DETROIT, March 31 (Reuters) - The head of the United Auto Workers union warned on Monday that free trade with China was creating a "race to the bottom" that threatened the livelihood of its members and the companies they work for.

In a rare news conference, UAW President Ron Gettelfinger also suggested the union would not make concessions in its contract negotiations later this year with Detroit's Big Three automakers.

"There will be some tough issues that will be coming up, but we're not out for our mansions and estates," Gettelfinger said before a speech to the Detroit Economic Club. "We want to have a good standard of living for our membership...We intend to move forward, not backward."

The UAW has about 700,000 members and represents nearly all of the hourly workers at the U.S. plants of General Motors Corp. , Ford Motor Co. and DaimlerChrysler AG's Chrysler arm . The four-year contracts that the automakers signed with the union in 1999 guaranteed no plant closings and enhanced health care benefits.

Since then, Chrysler and Ford have gone through painful restructurings, cutting thousands of workers to get back to profitability, while GM has continued to push for cost cuts. All three face billions of dollars in underfunded pension liabilities as well as billions more in health care costs for current and retired union members.

Gettelfinger reasserted that the real problem facing U.S. corporations was a lack of a national health care system, and said once again that the UAW would expect no changes in its benefits.

"Everybody recognizes you can't resolve that issue at the bargaining table, and certainly shifting costs onto the backs of workers is not the answer to their problem," Gettelfinger said.

Gettelfinger said China posed the greatest risk to the UAW's membership, with wages of 60 cents an hour and no environmental or worker safety protections.

The UAW has long fought free-trade agreements, and has seen its membership dwindle as automakers and their suppliers opened new factories in Mexico. Several automakers and suppliers have opened joint ventures in China, and a few are already shipping parts back to the United States.
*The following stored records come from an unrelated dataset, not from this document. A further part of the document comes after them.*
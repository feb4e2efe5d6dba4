use circa::{
    graph::{BranchId, TermId},
    runtime::{
        types::builtin,
        value::TaggedValue,
        vm::{Stack, StackStatus, run_branch},
    },
    script::{load_expression, load_script, parse_expression, parse_script},
    world::World,
};

fn eval(text: &str) -> (World, TermId) {
    let mut world = World::new().unwrap();
    let branch = world.create_branch(None);
    let expr = parse_expression(text).unwrap();
    let term = load_expression(&mut world, branch, &expr).unwrap();
    let stack = run_branch(&mut world, branch).unwrap();
    assert!(stack.failure().is_none(), "{:?}", stack.failure());
    (world, term)
}

fn load(world: &mut World, text: &str) -> BranchId {
    let branch = world.create_branch(None);
    let script = parse_script(text).unwrap();
    load_script(world, branch, &script, None).unwrap();
    branch
}

#[test]
fn add_of_two_ints_is_an_int() {
    let (world, term) = eval(r#"{ "call": "add", "args": [2, 3] }"#);
    let value = &world.term(term).value;
    assert_eq!(value.type_id(), builtin::INT);
    assert_eq!(value, &TaggedValue::int(5));
}

#[test]
fn add_is_folded_at_construction() {
    let mut world = World::new().unwrap();
    let branch = world.create_branch(None);
    let expr = parse_expression(r#"{ "call": "add", "args": [2, 3] }"#).unwrap();
    let term = load_expression(&mut world, branch, &expr).unwrap();
    assert!(!world.term(term).needs_update);
    assert_eq!(world.term(term).value, TaggedValue::int(5));
}

#[test]
fn to_string_of_a_sum() {
    let (world, term) = eval(r#"{ "call": "to-string", "args": [{ "call": "add", "args": [2, 3] }] }"#);
    let value = &world.term(term).value;
    assert_eq!(value.type_id(), builtin::STRING);
    assert_eq!(value.as_str().unwrap(), "5");
}

#[test]
fn recursive_factorial() {
    let mut world = World::new().unwrap();
    let branch = load(
        &mut world,
        r#"{ "statements": [
            { "def": "f", "inputs": [["n", "int"]], "output": "int", "body": [
                { "if": [{ "condition": { "call": "less_than", "args": [{ "ref": "n" }, 2] },
                           "body": [{ "return": 1 }] }],
                  "else": [{ "return": { "call": "mult", "args": [
                      { "ref": "n" },
                      { "call": "f", "args": [{ "call": "sub", "args": [{ "ref": "n" }, 1] }] }
                  ] } }] }
            ] },
            { "let": "result", "value": { "call": "f", "args": [4] } }
        ] }"#,
    );

    let stack = run_branch(&mut world, branch).unwrap();
    assert!(stack.failure().is_none(), "{:?}", stack.failure());
    let result = world.get_named(branch, "result").unwrap();
    assert_eq!(world.term(result).value, TaggedValue::int(24));
    assert_eq!(stack.depth(), 0);
}

#[test]
fn stepping_reaches_the_same_result() {
    let mut world = World::new().unwrap();
    let branch = load(
        &mut world,
        r#"{ "statements": [
            { "def": "inc", "inputs": [["n", "int"]], "output": "int", "body": [
                { "expr": { "call": "add", "args": [{ "ref": "n" }, 1] } }
            ] },
            { "let": "x", "value": { "call": "inc", "args": [{ "call": "inc", "args": [1] }] } }
        ] }"#,
    );

    let mut stack = Stack::new();
    stack.push_branch(&world, branch).unwrap();
    let mut steps = 0;
    while matches!(stack.status(), StackStatus::Running | StackStatus::ClosingFrame) {
        stack.run_next_instruction(&mut world).unwrap();
        steps += 1;
        assert!(steps < 100, "stepping did not finish");
    }
    assert_eq!(stack.status(), StackStatus::Idle);
    let x = world.get_named(branch, "x").unwrap();
    assert_eq!(world.term(x).value, TaggedValue::int(3));
}

#[test]
fn print_output_and_runtime_error_stay_inspectable() {
    let mut world = World::new().unwrap();
    let branch = load(
        &mut world,
        r#"{ "statements": [
            { "let": "before", "value": { "call": "to-string", "args": [{ "call": "list", "args": [1, 2] }] } },
            { "let": "bad", "value": { "call": "get_index", "args": [{ "list": [1] }, 5] } },
            { "let": "after", "value": { "call": "once" } }
        ] }"#,
    );

    let stack = run_branch(&mut world, branch).unwrap();
    let failure = stack.failure().expect("index out of range");
    assert_eq!(stack.status(), StackStatus::Errored);
    let bad = world.get_named(branch, "bad").unwrap();
    assert_eq!(failure.term, Some(bad));
    let before = world.get_named(branch, "before").unwrap();
    assert_eq!(world.term(before).value, TaggedValue::string("[1, 2]"));
    let after = world.get_named(branch, "after").unwrap();
    assert!(world.term(after).state.is_null());
}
"What this leads to is a race to the bottom. You now see work shifting from Mexico to China," Gettelfinger said.

He said the loss of jobs in the United States threatened the standard of living that supported auto sales in the first place, and if allowed to continue would hurt the industry far more than any short-term benefit from low-wage production.

"If you don't have a strong labor union, an independent labor union in those countries, we are all headed for disaster," he said.